* Task item: Scan the records for the word "remote". Copy each line that includes it.

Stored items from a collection
•••

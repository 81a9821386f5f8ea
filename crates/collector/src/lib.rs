//! YouTube Data API v3 client for daily thumbnail collection.
//!
//! One [`fetch_batch`](YouTubeClient::fetch_batch) call walks a table of
//! topic categories, searching each for recently published videos, resolving
//! their statistics and channel data, and filtering out anything too small or
//! too short. The result is a list of [`VideoRecord`]s whose thumbnails the
//! dataset job then downloads one by one.
//!
//! Quota note: each category costs one `search.list` (100 units) plus a
//! `videos.list` and a `channels.list` (1 unit each), so the default
//! twelve-category sweep burns ~1.2k of the daily 10k quota.

mod categories;
mod client;
mod duration;
pub mod error;
mod models;

pub use crate::categories::{Category, DEFAULT_CATEGORIES};
pub use crate::client::{FetchParams, VideoDuration, YouTubeClient};
pub use crate::duration::parse_seconds as parse_iso8601_seconds;
pub use crate::models::VideoRecord;
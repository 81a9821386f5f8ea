//! The daily run: fetch candidates, download thumbnails, rotate, publish.

use crate::cli::RunArgs;
use crate::error::{ErrorKind, Result};
use exn::ResultExt;
use std::sync::Arc;
use thumbyard_collector::{FetchParams, VideoRecord, YouTubeClient};
use thumbyard_config::Config;
use thumbyard_dataset::{Dataset, PublishSummary, RotatedBatch};
use thumbyard_storage::BackendHandle;
use thumbyard_storage::backend::S3Backend;
use tracing::{info, warn};

/// What one run did, logged at the end and available to tests.
#[derive(Debug, Default)]
pub struct RunSummary {
    pub fetched: usize,
    pub already_present: usize,
    pub downloaded: usize,
    pub failed_downloads: usize,
    pub rotated: Vec<RotatedBatch>,
    pub published: Option<PublishSummary>,
}

/// Execute one scheduled collection run.
///
/// Failure semantics follow the dataset's needs: any upstream or storage
/// error before the download loop aborts with nothing written; a failed
/// individual thumbnail is skipped; rotation and publish errors abort with
/// the tree in its last consistent state.
pub async fn daily_run(args: &RunArgs) -> Result<RunSummary> {
    let config = load_config(args)?;
    let mut dataset = Dataset::open(&config.dataset.root, config.dataset.batch_limit)
        .await
        .or_raise(|| ErrorKind::Dataset)?;
    let mut summary = RunSummary::default();
    info!(target_batch = %dataset.target_batch_name(), current = dataset.current_count(), "starting daily run");

    let params = fetch_params(&config)?;
    let client = YouTubeClient::new(&config.youtube.api_key).or_raise(|| ErrorKind::Collect)?;
    info!(days_ago = params.days_ago, per_category = params.videos_per_category, "fetching candidate videos");
    let candidates = client.fetch_batch(&params).await.or_raise(|| ErrorKind::Collect)?;
    summary.fetched = candidates.len();
    if candidates.is_empty() {
        info!("no candidate videos found today");
        return Ok(summary);
    }

    // A current collection already at the cap (the cap was lowered between
    // runs) rotates before anything new lands in it. Deliberately after the
    // fetch: an upstream failure must abort with no mutation at all.
    if let Some(batch) = dataset.rotate_if_needed().await.or_raise(|| ErrorKind::Dataset)? {
        summary.rotated.push(batch);
    }

    let seen = dataset.seen_ids().await.or_raise(|| ErrorKind::Dataset)?;
    let fresh: Vec<VideoRecord> = candidates.into_iter().filter(|record| !seen.contains(&record.video_id)).collect();
    summary.already_present = summary.fetched - fresh.len();
    info!(fresh = fresh.len(), already_present = summary.already_present, "downloading thumbnails");

    for record in &fresh {
        let image = match client.download_thumbnail(record).await {
            Ok(image) => image,
            Err(err) if !err.is_fatal() => {
                // Item-level failure: skip this video, the next scheduled
                // run will see it again if it's still a candidate.
                warn!(video_id = %record.video_id, error = %err, "thumbnail download failed, skipping");
                summary.failed_downloads += 1;
                continue;
            },
            Err(err) => return Err(err).or_raise(|| ErrorKind::Collect),
        };
        let rotated = dataset.append(&record.video_id, &image, record).await.or_raise(|| ErrorKind::Dataset)?;
        summary.downloaded += 1;
        if let Some(batch) = rotated {
            summary.rotated.push(batch);
        }
    }

    if args.skip_publish {
        info!("publish skipped by --skip-publish");
    } else if let Some(remote) = &config.remote {
        let backend: BackendHandle = Arc::new(
            S3Backend::new(
                "remote",
                &remote.bucket,
                remote.prefix.clone(),
                &remote.region,
                remote.endpoint.as_deref(),
                &remote.key_id,
                &remote.key_secret,
            )
            .or_raise(|| ErrorKind::Publish)?,
        );
        summary.published = Some(dataset.publish(&backend).await.or_raise(|| ErrorKind::Publish)?);
    } else {
        info!("no [remote] configured, keeping the dataset local");
    }

    info!(
        downloaded = summary.downloaded,
        failed = summary.failed_downloads,
        already_present = summary.already_present,
        rotations = summary.rotated.len(),
        published = summary.published.is_some(),
        current = dataset.current_count(),
        limit = dataset.batch_limit(),
        "daily collection complete"
    );
    Ok(summary)
}

fn load_config(args: &RunArgs) -> Result<Config> {
    let mut config = Config::load(args.config.as_deref()).or_raise(|| ErrorKind::Config)?;
    apply_overrides(&mut config, args);
    config.validate().or_raise(|| ErrorKind::Config)?;
    Ok(config)
}

/// Command-line flags beat every other configuration source.
fn apply_overrides(config: &mut Config, args: &RunArgs) {
    if let Some(days_ago) = args.days_ago {
        config.collect.days_ago = days_ago;
    }
    if let Some(videos_per_category) = args.videos_per_category {
        config.collect.videos_per_category = videos_per_category;
    }
    if let Some(data_dir) = &args.data_dir {
        config.dataset.root = data_dir.clone();
    }
}

fn fetch_params(config: &Config) -> Result<FetchParams> {
    Ok(FetchParams {
        days_ago: config.collect.days_ago,
        videos_per_category: config.collect.videos_per_category,
        min_views: config.collect.min_views,
        min_subscribers: config.collect.min_subscribers,
        min_duration_seconds: config.collect.min_duration_seconds,
        // Validated against the same word list at config load
        video_duration: config
            .collect
            .video_duration
            .parse::<thumbyard_collector::VideoDuration>()
            .or_raise(|| ErrorKind::Config)?,
        regions: config.youtube.regions.clone(),
        ..FetchParams::default()
    })
}

#[cfg(test)]
mod tests {
    use super::*;
    use std::path::PathBuf;

    #[test]
    fn test_overrides_beat_config() {
        let mut config = Config::default();
        let args = RunArgs {
            days_ago: Some(2),
            videos_per_category: Some(9),
            data_dir: Some(PathBuf::from("/tmp/elsewhere")),
            ..RunArgs::default()
        };
        apply_overrides(&mut config, &args);
        assert_eq!(config.collect.days_ago, 2);
        assert_eq!(config.collect.videos_per_category, 9);
        assert_eq!(config.dataset.root, PathBuf::from("/tmp/elsewhere"));
    }

    #[test]
    fn test_no_overrides_keep_defaults() {
        let mut config = Config::default();
        apply_overrides(&mut config, &RunArgs::default());
        assert_eq!(config.collect.days_ago, 7);
        assert_eq!(config.collect.videos_per_category, 5);
    }

    #[test]
    fn test_fetch_params_from_config() {
        let config = Config::default();
        let params = fetch_params(&config).unwrap();
        assert_eq!(params.days_ago, 7);
        assert_eq!(params.videos_per_category, 5);
        assert_eq!(params.regions, vec!["US", "GB", "DE"]);
        assert_eq!(params.video_duration, thumbyard_collector::VideoDuration::Medium);
    }
}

•••

* Task output:
    } else if let Some(remote) = &config.remote {
                "remote",
                &remote.bucket,
                remote.prefix.clone(),
                &remote.region,
                remote.endpoint.as_deref(),
                &remote.key_id,
                &remote.key_secret,
        info!("no [remote] configured, keeping the dataset local");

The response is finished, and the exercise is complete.